The influence of writing
Born in the late 1950s, the first part of Wang Zhiyuan’s life took place in the context of the Maoist system and the Cultural Revolution. In 1980, he enters the Central Academy of Fine Arts (CAFA) of Beijing. Wang Zhiyuan is witness of the political changes occurring following Mao’s death including Deng Xioaping’s slogan: “get rich”. Since then, the artist has been trying to grasp the Chinese society’s metamorphosis through his images. Ironically, he questions the system which frames people’s imagination. He calls it “the new-cheap-capitalism” and introduces the “bigger, better, cheaper” slogan as well as the belligerent marketing that matches them.

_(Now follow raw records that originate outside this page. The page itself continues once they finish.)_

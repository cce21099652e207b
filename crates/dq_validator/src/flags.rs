//! Upstream data-quality flag gate.
//!
//! `dq_passed` is set by earlier pipeline stages. This rule does not re-derive
//! why a row failed upstream, only that it did.

use crate::{DataSet, RowView, Rule, RuleContext};
use dq_core::{RowKey, RuleExecutionError, columns};
use std::collections::BTreeSet;

/// Flags every row whose `dq_passed` is false.
#[derive(Debug, Clone, Copy, Default, PartialEq, Eq)]
pub struct FlagConsistencyRule;

impl FlagConsistencyRule {
    pub const NAME: &'static str = "flag_consistency";

    pub fn new() -> Self {
        Self
    }
}

impl Rule for FlagConsistencyRule {
    fn name(&self) -> &str {
        Self::NAME
    }

    fn reason(&self) -> String {
        "row failed an upstream data-quality check (dq_passed = false)".to_string()
    }

    fn evaluate(
        &self,
        dataset: &DataSet,
        _context: &RuleContext,
    ) -> Result<BTreeSet<RowKey>, RuleExecutionError> {
        let mut violations = BTreeSet::new();

        for row in RowView::iter(self.name(), dataset) {
            if !row.bool(columns::DQ_PASSED)? {
                violations.insert(row.key()?);
            }
        }

        Ok(violations)
    }
}
//! Parser for Silver data quality configurations (YAML/TOML formats).
//!
//! This crate parses validation configurations into the strongly-typed
//! [`ValidationConfig`] and checks them for mistakes serde cannot catch:
//! malformed table identifiers, inverted range bounds and range checks on
//! columns that are not float columns of the schema contract.
//!
//! # Example
//!
//! ```rust
//! use dq_parser::parse_yaml;
//!
//! let yaml = r#"
//! name: berlin_daily
//! current_date: 2025-07-16
//! source:
//!   type: fixture
//! rules:
//!   completeness:
//!     enabled: true
//! "#;
//!
//! let config = parse_yaml(yaml).expect("Failed to parse config");
//! assert_eq!(config.name, "berlin_daily");
//! ```

use dq_core::{ColumnType, SchemaContract, SourceConfig, ValidationConfig};
use regex::Regex;
use std::path::Path;
use thiserror::Error;

/// Errors that can occur during configuration parsing.
#[derive(Debug, Error)]
pub enum ParserError {
    /// YAML parsing or deserialization failed
    #[error("Failed to parse YAML: {0}")]
    YamlError(#[from] serde_yaml_ng::Error),

    /// TOML parsing or deserialization failed
    #[error("Failed to parse TOML: {0}")]
    TomlError(String),

    /// File I/O error
    #[error("File I/O error: {0}")]
    IoError(#[from] std::io::Error),

    /// Unsupported file format
    #[error("Unsupported file format: {0}")]
    UnsupportedFormat(String),

    /// Invalid file extension
    #[error("Invalid or missing file extension")]
    InvalidExtension,

    /// The configuration parsed but is not usable
    #[error("Invalid configuration: {0}")]
    Invalid(String),
}

/// Result type alias for parser operations.
pub type Result<T> = std::result::Result<T, ParserError>;

/// Supported configuration file formats.
#[derive(Debug, Clone, Copy, PartialEq, Eq)]
pub enum ConfigFormat {
    /// YAML format (.yml, .yaml)
    Yaml,
    /// TOML format (.toml)
    Toml,
}

/// Identifier of a table, optionally qualified by schema and catalog.
const TABLE_IDENT_PATTERN: &str = r"^[A-Za-z_][A-Za-z0-9_]*(\.[A-Za-z_][A-Za-z0-9_]*){0,2}$";

/// Parse a configuration from a YAML string.
pub fn parse_yaml(content: &str) -> Result<ValidationConfig> {
    let config: ValidationConfig = serde_yaml_ng::from_str(content)?;
    validate_config(&config)?;
    Ok(config)
}

/// Parse a configuration from a TOML string.
///
/// Dates must be quoted (`current_date = "2025-07-16"`); TOML's native date
/// literals are not accepted.
///
/// # Example
///
/// ```rust
/// use dq_parser::parse_toml;
///
/// let toml = r#"
/// current_date = "2025-07-16"
///
/// [source]
/// type = "live"
/// path = "data/daily.csv"
/// "#;
///
/// let config = parse_toml(toml).unwrap();
/// assert!(config.current_date.is_some());
/// ```
pub fn parse_toml(content: &str) -> Result<ValidationConfig> {
    let config: ValidationConfig =
        toml::from_str(content).map_err(|e| ParserError::TomlError(e.to_string()))?;
    validate_config(&config)?;
    Ok(config)
}

/// Detect the configuration format from a file path based on its extension.
///
/// # Errors
///
/// Returns `ParserError::InvalidExtension` if the file has no extension.
/// Returns `ParserError::UnsupportedFormat` if the extension is not recognized.
pub fn detect_format(path: &Path) -> Result<ConfigFormat> {
    let extension = path
        .extension()
        .and_then(|ext| ext.to_str())
        .ok_or(ParserError::InvalidExtension)?;

    match extension.to_lowercase().as_str() {
        "yaml" | "yml" => Ok(ConfigFormat::Yaml),
        "toml" => Ok(ConfigFormat::Toml),
        other => Err(ParserError::UnsupportedFormat(other.to_string())),
    }
}

/// Parse a configuration from a file with automatic format detection.
pub fn parse_file(path: &Path) -> Result<ValidationConfig> {
    let format = detect_format(path)?;
    let content = std::fs::read_to_string(path)?;

    match format {
        ConfigFormat::Yaml => parse_yaml(&content),
        ConfigFormat::Toml => parse_toml(&content),
    }
}

/// Render a configuration in the given format.
pub fn render(config: &ValidationConfig, format: ConfigFormat) -> Result<String> {
    match format {
        ConfigFormat::Yaml => Ok(serde_yaml_ng::to_string(config)?),
        ConfigFormat::Toml => {
            toml::to_string_pretty(config).map_err(|e| ParserError::TomlError(e.to_string()))
        }
    }
}

/// Checks a parsed configuration against the schema contract.
pub fn validate_config(config: &ValidationConfig) -> Result<()> {
    if let SourceConfig::Live(live) = &config.source {
        let pattern = Regex::new(TABLE_IDENT_PATTERN)
            .map_err(|e| ParserError::Invalid(format!("table pattern: {}", e)))?;
        if !pattern.is_match(&live.table) {
            return Err(ParserError::Invalid(format!(
                "'{}' is not a valid table identifier",
                live.table
            )));
        }
        if live.path.trim().is_empty() {
            return Err(ParserError::Invalid(
                "live source requires a non-empty path".to_string(),
            ));
        }
    }

    if config.rules.completeness.expected_row_count < 0 {
        return Err(ParserError::Invalid(format!(
            "expected_row_count must not be negative, got {}",
            config.rules.completeness.expected_row_count
        )));
    }

    let contract = SchemaContract::silver_daily();
    for range in &config.rules.ranges {
        match contract.column(&range.column) {
            Some(spec) if spec.column_type == ColumnType::Float64 => {}
            Some(spec) => {
                return Err(ParserError::Invalid(format!(
                    "range check on '{}' requires a float64 column, found {}",
                    range.column, spec.column_type
                )));
            }
            None => {
                return Err(ParserError::Invalid(format!(
                    "range check on unknown column '{}'",
                    range.column
                )));
            }
        }
        if range.min.is_nan() || range.max.is_nan() || range.min > range.max {
            return Err(ParserError::Invalid(format!(
                "range for '{}' has invalid bounds [{}, {}]",
                range.column, range.min, range.max
            )));
        }
    }

    let mut seen = std::collections::HashSet::new();
    for range in &config.rules.ranges {
        if !seen.insert(range.column.as_str()) {
            return Err(ParserError::Invalid(format!(
                "duplicate range check for '{}'",
                range.column
            )));
        }
    }

    Ok(())
}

Following Mao’s comparison of the Chinese to meek sparrows, Wang Zhiyuan associates his frenetic compatriots to flies which, attracted to light and heat, gather at the same place. Referring to the Chinese saying “get warm by sticking together” he designs the installation called “close to the warm” that can be understood as the equivalent of Plato’s cave myth.
In Wang Zhiyuan work, we find the power of the words and their magical effects – a topic that is at the centre of ODRADEK’s artistic focus. During his stay in Brussels, the artist will produce installations composed of a multitude of paper blocks on which two Chinese characters are printed. These block-words represent either positive emotions or negative ones. These make us wonder whether our emotions or feelings are guided by an external superior system that controls us. Can algorithmic systems, increasingly omnipresent in our lives, have an influence on our feelings? Can our desires be manipulated?
Wang Zhiyuan’s installations stage the impact of writing and language on our behavior. They question our system of representation as a whole. Like insects attracted to light and heat, we too find comfort in following the same delusions and lures.
The anthropologist Michel Leiris wrote that “a monstrous aberration makes men believe language was born to facilitate their relationships with one another”.